Exercise instructions | What lines in the following entries hold the word "height"? Copy each one.

Given records |
━━━━━━━━━━━━━━━━

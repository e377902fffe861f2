//! Column classification pass
//!
//! Each column is walked top to bottom. The first pixel close to the red or
//! blue reference latches that color for the rest of the column, and every
//! scanned pixel is routed into the four filters from the latch state at
//! that row.

use image::Pixel;
use tracing::debug;
use crate::image_pipeline::color::{ColorTarget, ToWide};
use crate::image_pipeline::grid::{Bounds, FilterGrid, PixelGrid};

/// The four derived grids, all sharing the source bounds.
#[derive(Debug, Clone)]
pub struct FilterSet {
    /// Red reference color wherever red has latched.
    pub red: FilterGrid,
    /// Source pixels from rows scanned before red latched.
    pub not_red: FilterGrid,
    /// Red where red has latched, otherwise blue where blue has latched.
    pub red_blue: FilterGrid,
    /// Source pixels from rows where neither color has latched.
    pub not_red_blue: FilterGrid,
}

impl FilterSet {
    pub fn new(bounds: Bounds) -> Self {
        Self {
            red: FilterGrid::new(bounds),
            not_red: FilterGrid::new(bounds),
            red_blue: FilterGrid::new(bounds),
            not_red_blue: FilterGrid::new(bounds),
        }
    }

    pub fn bounds(&self) -> Bounds {
        self.red.bounds()
    }
}

/// Runs the classification pass over `source`.
///
/// The bottom `bottom_offset_px` rows are skipped entirely and stay zero in
/// every filter.
pub fn classify_columns<P>(
    source: &PixelGrid<P>,
    red: &ColorTarget,
    blue: &ColorTarget,
    bottom_offset_px: u32,
) -> FilterSet
where
    P: Pixel + ToWide,
{
    let bounds = source.bounds();
    let mut filters = FilterSet::new(bounds);
    let scan_max_y = bounds.max_y.saturating_sub(bottom_offset_px as i32);

    debug!(
        "Classifying columns {}..{}, rows {}..{}",
        bounds.min_x, bounds.max_x, bounds.min_y, scan_max_y
    );

    for x in bounds.min_x..bounds.max_x {
        let mut hit_blue = false;
        let mut hit_red = false;

        for y in bounds.min_y..scan_max_y {
            let Some(pixel) = source.get(x, y) else {
                continue;
            };

            if !hit_blue {
                hit_blue = blue.matches(pixel);
            }

            if !hit_red {
                hit_red = red.matches(pixel);
            }

            if hit_red {
                filters.red.set(x, y, red.color);
                filters.red_blue.set(x, y, red.color);
            } else {
                filters.not_red.set(x, y, pixel.to_rgba8());
            }

            if hit_blue {
                if !hit_red {
                    filters.red_blue.set(x, y, blue.color);
                }
            } else if !hit_red {
                filters.not_red_blue.set(x, y, pixel.to_rgba8());
            }
        }
    }

    filters
}

#[cfg(test)]
mod tests {
    use super::*;
    use crate::image_pipeline::grid::SourceGrid;
    use image::{ImageBuffer, Rgba};

    const RED: ColorTarget = ColorTarget::new(Rgba([0xf1, 0x75, 0x72, 0xff]), 0x3c00);
    const BLUE: ColorTarget = ColorTarget::new(Rgba([0x00, 0xc0, 0xc5, 0xff]), 0x4000);
    const BLACK: Rgba<u8> = Rgba([0, 0, 0, 0xff]);
    const WHITE: Rgba<u8> = Rgba([0xff, 0xff, 0xff, 0xff]);
    const ZERO: Rgba<u8> = Rgba([0, 0, 0, 0]);

    fn grid_from(width: u32, height: u32, f: impl Fn(u32, u32) -> Rgba<u8>) -> PixelGrid<Rgba<u8>> {
        PixelGrid::from_buffer(ImageBuffer::from_fn(width, height, f))
    }

    fn at(grid: &FilterGrid, x: i32, y: i32) -> Rgba<u8> {
        *grid.get(x, y).unwrap()
    }

    #[test]
    fn test_single_red_pixel_in_two_by_two() {
        let source = grid_from(2, 2, |x, y| if (x, y) == (0, 0) { RED.color } else { BLACK });

        let filters = classify_columns(&source, &RED, &BLUE, 1);

        assert_eq!(at(&filters.red, 0, 0), RED.color);
        assert_eq!(at(&filters.red_blue, 0, 0), RED.color);
        assert_eq!(at(&filters.not_red, 0, 0), ZERO);
        assert_eq!(at(&filters.not_red_blue, 0, 0), ZERO);
        // bottom row is never scanned
        assert_eq!(at(&filters.red, 0, 1), ZERO);
        assert_eq!(at(&filters.not_red, 0, 1), ZERO);
        // column 1 holds only black
        assert_eq!(at(&filters.red, 1, 0), ZERO);
        assert_eq!(at(&filters.not_red, 1, 0), BLACK);
        assert_eq!(at(&filters.not_red_blue, 1, 0), BLACK);
    }

    #[test]
    fn test_all_blue_image() {
        let source = grid_from(3, 4, |_, _| BLUE.color);

        let filters = classify_columns(&source, &RED, &BLUE, 1);

        for x in 0..3 {
            for y in 0..3 {
                assert_eq!(at(&filters.not_red, x, y), BLUE.color, "({x}, {y})");
                assert_eq!(at(&filters.red_blue, x, y), BLUE.color, "({x}, {y})");
                assert_eq!(at(&filters.red, x, y), ZERO, "({x}, {y})");
                assert_eq!(at(&filters.not_red_blue, x, y), ZERO, "({x}, {y})");
            }
            assert_eq!(at(&filters.not_red, x, 3), ZERO);
            assert_eq!(at(&filters.red_blue, x, 3), ZERO);
        }
    }

    #[test]
    fn test_latch_colors_rows_below_first_hit_only() {
        // column: white, white, red, white, white, (axis row)
        let source = grid_from(1, 6, |_, y| if y == 2 { RED.color } else { WHITE });

        let filters = classify_columns(&source, &RED, &BLUE, 1);

        for y in 0..2 {
            assert_eq!(at(&filters.red, 0, y), ZERO, "row {y}");
            assert_eq!(at(&filters.not_red, 0, y), WHITE, "row {y}");
            assert_eq!(at(&filters.not_red_blue, 0, y), WHITE, "row {y}");
        }
        for y in 2..5 {
            assert_eq!(at(&filters.red, 0, y), RED.color, "row {y}");
            assert_eq!(at(&filters.red_blue, 0, y), RED.color, "row {y}");
            assert_eq!(at(&filters.not_red, 0, y), ZERO, "row {y}");
        }
        assert_eq!(at(&filters.red, 0, 5), ZERO);
    }

    #[test]
    fn test_red_overrides_earlier_blue_latch() {
        // blue bar sits above a red bar in the same column
        let source = grid_from(1, 5, |_, y| match y {
            0 => BLUE.color,
            2 => RED.color,
            _ => WHITE,
        });

        let filters = classify_columns(&source, &RED, &BLUE, 1);

        assert_eq!(at(&filters.red_blue, 0, 0), BLUE.color);
        assert_eq!(at(&filters.red_blue, 0, 1), BLUE.color);
        assert_eq!(at(&filters.red_blue, 0, 2), RED.color);
        assert_eq!(at(&filters.red_blue, 0, 3), RED.color);
        assert_eq!(at(&filters.not_red, 0, 1), WHITE);
        assert_eq!(at(&filters.not_red_blue, 0, 1), ZERO);
        assert_eq!(at(&filters.not_red, 0, 2), ZERO);
    }

    #[test]
    fn test_near_colors_write_exact_reference() {
        let near_red = Rgba([0xf0, 0x70, 0x70, 0xff]);
        let source = grid_from(1, 2, |_, _| near_red);

        let filters = classify_columns(&source, &RED, &BLUE, 1);

        assert_eq!(at(&filters.red, 0, 0), RED.color);
    }

    #[test]
    fn test_offset_bounds_are_scanned_in_place() {
        let buffer = ImageBuffer::from_fn(2, 3, |x, _| {
            if x == 1 { Rgba([0xf1f1, 0x7575, 0x7272, 0xffff]) } else { Rgba([0, 0, 0, 0xffff]) }
        });
        let source: SourceGrid = PixelGrid::with_origin(buffer, 5, -3);

        let filters = classify_columns(&source, &RED, &BLUE, 1);

        assert_eq!(filters.bounds(), source.bounds());
        assert_eq!(at(&filters.red, 6, -3), RED.color);
        assert_eq!(at(&filters.red, 6, -2), RED.color);
        assert_eq!(at(&filters.red, 6, -1), ZERO);
        assert_eq!(at(&filters.not_red, 5, -3), BLACK);
    }

    #[test]
    fn test_offset_larger_than_image_scans_nothing() {
        let source = grid_from(2, 2, |_, _| RED.color);

        let filters = classify_columns(&source, &RED, &BLUE, 5);

        assert!(filters.red.buffer().pixels().all(|p| *p == ZERO));
        assert!(filters.not_red.buffer().pixels().all(|p| *p == ZERO));
    }
}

━━━━━━━━━━━━━━━━

Solution for this task |
    fn grid_from(width: u32, height: u32, f: impl Fn(u32, u32) -> Rgba<u8>) -> PixelGrid<Rgba<u8>> {
        PixelGrid::from_buffer(ImageBuffer::from_fn(width, height, f))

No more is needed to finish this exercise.